Saturday, January 9, 2010

Police as Criminals

Police as criminals
Rajeev Dhavan

Police who turn criminal are not ordinary criminals. As soon as they move to the ‘dark side’ they build social and political impunities for themselves. Fellow policemen support them. Politicians of various complexions protect them. Rank and file policeman act as their thugs. Other thugs are at their beck and call. Real cases against them are ignored. Fake cases are registered by them to ensnare whom they want. Beyond the bent policeman lies the police ‘don’ who kills with impunity, appropriates at will and inflicts vengeance with ferocity.

The real problem with the Rathore case is that India does not have effective processes to deal with powerful policeman. Their tribe is increasing. Anti-terrorist campaigns are making terrorists in their own cause. The list is increasing: ADGP Sumedh Saini made members of Kumar family, disappear. The other brother, Ashish (a client and friend) has knocked on the highest and lowest courts for justice without success. After 9 years IG R.K. Sharma was sentenced for killing journalist Shivani Bhatnagar (another friend). In Rajasthan, DIG Tandon is accused of raping a tribal. Pradeep Sharma responsible for 107 encounter deaths is now held for fake encounter. Without activist-media campaigns (as in the Jessica Lal, Nitish Katara and Priyadarshini Mattoo cases) these are bound to fail. Such campaigns are not trial by media and should not be treated as contempt of court. A popular cry for justice is not populist justice.

Let us turn to the Rathore case. Ruchika loved tennis. Rathore was a big shot in the Lawn Tennis Association. Around August 1990 he ensnared, took a fancy towards Ruchika and molested her. Reported to Home Secretary Duggal, Rathore decided to wreak vengeance. On 17 August 1990 Rathore’s hoodlums made slogans against poor Ruchika and smashed the panes of her house. When the government decided to register an FIR in 1992 against Rathore, the next victim was Ashu (Ruchika’s brother). Arrested on false cases of car theft, in October 1993 he was detained, beaten made to sign confessional statements and taken to Ruchika to remind her of what would befall her family. Ruchika was expelled from school apparently at his instance. Unable to stand the humiliation, embarrassment and pain on 28 December 1993 Ruchika committed suicide. The post mortem was deliberately botched up. No real investigation took place. Within a month, in January 1994, charges against Rathore were dropped! After three recommendations for action between 1990 and 1992, no departmental action was taken against him. It took till 21 August 1999for Ruchika’s friend Aradhana to secure an order for a CBI inquiry from the Punjab and Haryana (P&H) High Court. CBI officer R.M. Singh is now willing to reveal how Rathore tried to pressurize the CBI. Two years later the CBI recommended Rathore’s removal. This was not done! He retired as DGP in 2002! The CBI charge sheeted him in December 1999 for outraging and insulting a women’s modesty.

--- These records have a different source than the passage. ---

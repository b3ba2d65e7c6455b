use adgate_core::repository::{AdEventRepository, ArmStateRepository, CreativeAdRepository};
use adgate_core::{AdEventSnapshot, CoreError, CoreResult, ManualClock};
use adgate_serving::{
    spawn_bandit_feedback, AdEventError, NotificationHub, ServeOutcome, ServingError,
    ServingOrchestrator, ServingResources,
};
use adgate_shared::{
    AdEvent, AdEventType, AdType, ArmState, ConfirmationType, CreativeAd, FrequencyCaps,
    PlacementContext, ServingNotification, UserModel,
};
use adgate_store::app_config::Config;
use adgate_store::{AdEventStore, InMemoryArmStore, InMemoryCreativeAdRepository, StaticResources};
use async_trait::async_trait;
use chrono::{DateTime, Duration, TimeZone, Utc};
use std::sync::Arc;

struct Harness {
    orchestrator: ServingOrchestrator,
    store: Arc<AdEventStore>,
    arms: Arc<InMemoryArmStore>,
    clock: Arc<ManualClock>,
    resources: Arc<StaticResources>,
}

fn start() -> DateTime<Utc> {
    Utc.with_ymd_and_hms(2024, 7, 10, 12, 0, 0).unwrap()
}

fn creative_ad(id: &str, segment: &str) -> CreativeAd {
    CreativeAd {
        creative_instance_id: id.to_string(),
        creative_set_id: format!("cs-{}", id),
        campaign_id: format!("c-{}", id),
        advertiser_id: format!("a-{}", id),
        ad_type: AdType::NotificationAd,
        segment: segment.to_string(),
        pass_through_rate: 1.0,
        priority: 1,
        caps: FrequencyCaps::default(),
        dayparts: Vec::new(),
        geo_targets: Vec::new(),
        split_test_group: None,
        conversion: false,
        target_url: "https://brave.com".to_string(),
        title: "Title".to_string(),
        body: "Body".to_string(),
        dimensions: None,
    }
}

fn harness(creative_ads: Vec<CreativeAd>, user_model: UserModel) -> Harness {
    let mut config = Config::default();
    config.serving.rng_seed = Some(42);

    let clock = Arc::new(ManualClock::new(start()));
    let store = Arc::new(AdEventStore::new(clock.clone()));
    let arms = Arc::new(InMemoryArmStore::new());
    let resources = Arc::new(StaticResources::new(user_model));
    let catalog = Arc::new(InMemoryCreativeAdRepository::new(creative_ads));

    let orchestrator = ServingOrchestrator::new(
        &config,
        store.clone(),
        ServingResources::from_shared(catalog, resources.clone()),
        arms.clone(),
        clock.clone(),
        NotificationHub::default(),
    );

    Harness { orchestrator, store, arms, clock, resources }
}

fn interest(segment: &str) -> UserModel {
    UserModel {
        interest_segments: vec![segment.to_string()],
        ..Default::default()
    }
}

#[tokio::test]
async fn test_serves_matching_ad_and_records_served() {
    let h = harness(
        vec![creative_ad("A", "technology-ai"), creative_ad("B", "sports")],
        interest("technology-ai"),
    );
    let mut serving_rx = h.orchestrator.notifications().subscribe_serving();

    let outcome = h
        .orchestrator
        .maybe_serve_ad(&PlacementContext::new(AdType::NotificationAd))
        .await
        .unwrap();

    assert!(outcome.had_opportunity());
    let ad = outcome.ad().unwrap();
    assert_eq!(ad.creative_instance_id, "A");
    assert!(!ad.placement_id.is_empty());

    let served = h.store.get(AdType::NotificationAd, ConfirmationType::Served).await.unwrap();
    assert_eq!(served, vec![start()]);

    assert!(matches!(
        serving_rx.recv().await.unwrap(),
        ServingNotification::OpportunityAroseToServeAd { .. }
    ));
    assert!(matches!(
        serving_rx.recv().await.unwrap(),
        ServingNotification::ServedAd { .. }
    ));
}

#[tokio::test]
async fn test_placements_are_unique() {
    let h = harness(vec![creative_ad("A", "sports")], UserModel::default());
    let context = PlacementContext::new(AdType::NotificationAd);

    let first = h.orchestrator.maybe_serve_ad(&context).await.unwrap();
    let second = h.orchestrator.maybe_serve_ad(&context).await.unwrap();

    assert_ne!(first.ad().unwrap().placement_id, second.ad().unwrap().placement_id);
}

#[tokio::test]
async fn test_no_candidates_is_not_an_error() {
    let h = harness(Vec::new(), UserModel::default());

    let outcome = h
        .orchestrator
        .maybe_serve_ad(&PlacementContext::new(AdType::NotificationAd))
        .await
        .unwrap();

    assert!(!outcome.had_opportunity());
    assert!(matches!(outcome, ServeOutcome::NoEligibleAds(_)));
    assert!(h.store.is_empty().await);
}

#[tokio::test]
async fn test_non_matching_user_model_yields_no_ads() {
    let h = harness(vec![creative_ad("A", "sports")], interest("food"));

    let outcome = h
        .orchestrator
        .maybe_serve_ad(&PlacementContext::new(AdType::NotificationAd))
        .await
        .unwrap();
    assert!(matches!(outcome, ServeOutcome::NoEligibleAds(_)));

    h.resources.set_user_model(UserModel::default());
    let outcome = h
        .orchestrator
        .maybe_serve_ad(&PlacementContext::new(AdType::NotificationAd))
        .await
        .unwrap();
    assert!(outcome.had_opportunity());
}

#[tokio::test]
async fn test_daily_cap_lifts_after_a_day() {
    let mut capped = creative_ad("A", "technology-ai");
    capped.caps.per_day = 2;
    let h = harness(vec![capped], interest("technology-ai"));
    let context = PlacementContext::new(AdType::NotificationAd);

    assert!(h.orchestrator.maybe_serve_ad(&context).await.unwrap().had_opportunity());
    h.clock.advance(Duration::hours(1));
    assert!(h.orchestrator.maybe_serve_ad(&context).await.unwrap().had_opportunity());
    h.clock.advance(Duration::hours(1));

    let outcome = h.orchestrator.maybe_serve_ad(&context).await.unwrap();
    assert!(matches!(outcome, ServeOutcome::NoEligibleAds(_)));

    h.clock.advance(Duration::hours(24));
    assert!(h.orchestrator.maybe_serve_ad(&context).await.unwrap().had_opportunity());
}

#[tokio::test]
async fn test_paced_out_candidates() {
    let mut paced = creative_ad("A", "sports");
    paced.pass_through_rate = 0.0;
    let h = harness(vec![paced], UserModel::default());

    let outcome = h
        .orchestrator
        .maybe_serve_ad(&PlacementContext::new(AdType::NotificationAd))
        .await
        .unwrap();
    assert!(matches!(outcome, ServeOutcome::NoEligibleAds(_)));
}

#[tokio::test]
async fn test_tab_context_served_once_per_session() {
    let mut inline = creative_ad("A", "sports");
    inline.ad_type = AdType::InlineContentAd;
    inline.dimensions = Some("900x750".to_string());
    let h = harness(vec![inline], UserModel::default());
    let context = PlacementContext::new(AdType::InlineContentAd)
        .with_tab(1)
        .with_dimensions("900x750");

    assert!(h.orchestrator.maybe_serve_ad(&context).await.unwrap().had_opportunity());
    let outcome = h.orchestrator.maybe_serve_ad(&context).await.unwrap();
    assert!(matches!(outcome, ServeOutcome::NotAllowed(_)));

    let other_size = PlacementContext::new(AdType::InlineContentAd)
        .with_tab(2)
        .with_dimensions("300x250");
    let outcome = h.orchestrator.maybe_serve_ad(&other_size).await.unwrap();
    assert!(matches!(outcome, ServeOutcome::NoEligibleAds(_)));
}

#[tokio::test]
async fn test_unknown_placement_leaves_history_unchanged() {
    let h = harness(vec![creative_ad("A", "sports")], UserModel::default());
    h.orchestrator
        .maybe_serve_ad(&PlacementContext::new(AdType::NotificationAd))
        .await
        .unwrap();
    let before = h.store.len().await;

    let result = h
        .orchestrator
        .lifecycle()
        .fire_event("no-such-placement", Some("A"), AdEventType::Clicked)
        .await;

    assert!(matches!(result, Err(AdEventError::NotFound(_))));
    assert_eq!(h.store.len().await, before);
}

#[tokio::test]
async fn test_click_feeds_bandit() {
    let h = harness(vec![creative_ad("A", "sports-soccer")], UserModel::default());
    let feedback = spawn_bandit_feedback(h.orchestrator.bandit_processor(), h.orchestrator.notifications());

    let outcome = h
        .orchestrator
        .maybe_serve_ad(&PlacementContext::new(AdType::NotificationAd))
        .await
        .unwrap();
    let placement_id = outcome.ad().unwrap().placement_id.clone();

    let lifecycle = h.orchestrator.lifecycle();
    lifecycle.fire_event(&placement_id, None, AdEventType::Viewed).await.unwrap();
    lifecycle.fire_event(&placement_id, None, AdEventType::Dismissed).await.unwrap();

    drop(lifecycle);
    drop(h.orchestrator);
    feedback.await.unwrap();

    let state = h.arms.load().await.unwrap().unwrap();
    assert_eq!(state.arms["sports"].pulls, 1);
    assert_eq!(state.arms["sports"].value, 0.0);
}

/// Catalog that yields to the scheduler before answering
struct YieldingCatalog(InMemoryCreativeAdRepository);

#[async_trait]
impl CreativeAdRepository for YieldingCatalog {
    async fn get_for_type(&self, ad_type: AdType) -> CoreResult<Vec<CreativeAd>> {
        tokio::task::yield_now().await;
        self.0.get_for_type(ad_type).await
    }

    async fn get_for_segments(&self, ad_type: AdType, segments: &[String]) -> CoreResult<Vec<CreativeAd>> {
        self.0.get_for_segments(ad_type, segments).await
    }

    async fn get_by_creative_instance_id(&self, creative_instance_id: &str) -> CoreResult<Option<CreativeAd>> {
        self.0.get_by_creative_instance_id(creative_instance_id).await
    }
}

struct UnavailableCatalog;

#[async_trait]
impl CreativeAdRepository for UnavailableCatalog {
    async fn get_for_type(&self, _ad_type: AdType) -> CoreResult<Vec<CreativeAd>> {
        Err(CoreError::Persistence("catalog unavailable".to_string()))
    }

    async fn get_for_segments(&self, _ad_type: AdType, _segments: &[String]) -> CoreResult<Vec<CreativeAd>> {
        Err(CoreError::Persistence("catalog unavailable".to_string()))
    }

    async fn get_by_creative_instance_id(&self, _creative_instance_id: &str) -> CoreResult<Option<CreativeAd>> {
        Err(CoreError::Persistence("catalog unavailable".to_string()))
    }
}

struct UnavailableArms;

#[async_trait]
impl ArmStateRepository for UnavailableArms {
    async fn load(&self) -> CoreResult<Option<ArmState>> {
        Err(CoreError::Persistence("arm state unavailable".to_string()))
    }

    async fn save(&self, _state: &ArmState) -> CoreResult<()> {
        Err(CoreError::Persistence("arm state unavailable".to_string()))
    }

    async fn load_eligible_segments(&self) -> CoreResult<Vec<String>> {
        Ok(Vec::new())
    }

    async fn save_eligible_segments(&self, _segments: &[String]) -> CoreResult<()> {
        Ok(())
    }
}

/// History that can be read but rejects appends
struct ReadOnlyEvents(Arc<AdEventStore>);

#[async_trait]
impl AdEventRepository for ReadOnlyEvents {
    async fn record(&self, _event: &AdEvent) -> CoreResult<()> {
        Err(CoreError::Persistence("history is read only".to_string()))
    }

    async fn record_for_id(
        &self,
        _id: &str,
        _ad_type: AdType,
        _confirmation_type: ConfirmationType,
        _created_at: DateTime<Utc>,
    ) -> CoreResult<()> {
        Err(CoreError::Persistence("history is read only".to_string()))
    }

    async fn get(&self, ad_type: AdType, confirmation_type: ConfirmationType) -> CoreResult<Vec<DateTime<Utc>>> {
        self.0.get(ad_type, confirmation_type).await
    }

    async fn snapshot(&self) -> CoreResult<AdEventSnapshot> {
        self.0.snapshot().await
    }

    async fn purge_older_than(&self, max_age: Duration) -> CoreResult<usize> {
        self.0.purge_older_than(max_age).await
    }
}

The charge of ‘abetment of suicide’ was quashed by the P&H High Court and Supreme Court! Effectively, he was found guilty of flirtation! In December 2009 – fined Rs.1000 and sentenced to six months rigorous imprisonment and allowed bail!
The law tries the crime not the criminal. Thus, Rathore is portrayed as having committed a number of individual smaller crimes with the real and full story missing. It is like looking at still photographs instead of a cinematographic depiction of evil. Between 1999-2000, Rathore was successfully charged only with flirtation. Was that all that Rathore did? Under public pressure, in 2009-2010 he was charged with filing false cases against Ruchika’s brother Ashu, fabricating a false post mortem for Ruchika and abetment of her suicide. Already rejected up to the Supreme Court in 2002, the abetment charge will be difficult to reopen. What is missing from the legal response is his alleged systematic harassment of Ruchika and her family, sending goondas to her home, securing her expulsion from school, targeting Ashu, interfering with police and CBI investigation, victimization – for almost 20 years with a smile on his face. On 8th January 2010 HC refused to grant bail. The smile has gone to gleam in jail unless the Supreme Court decides otherwise.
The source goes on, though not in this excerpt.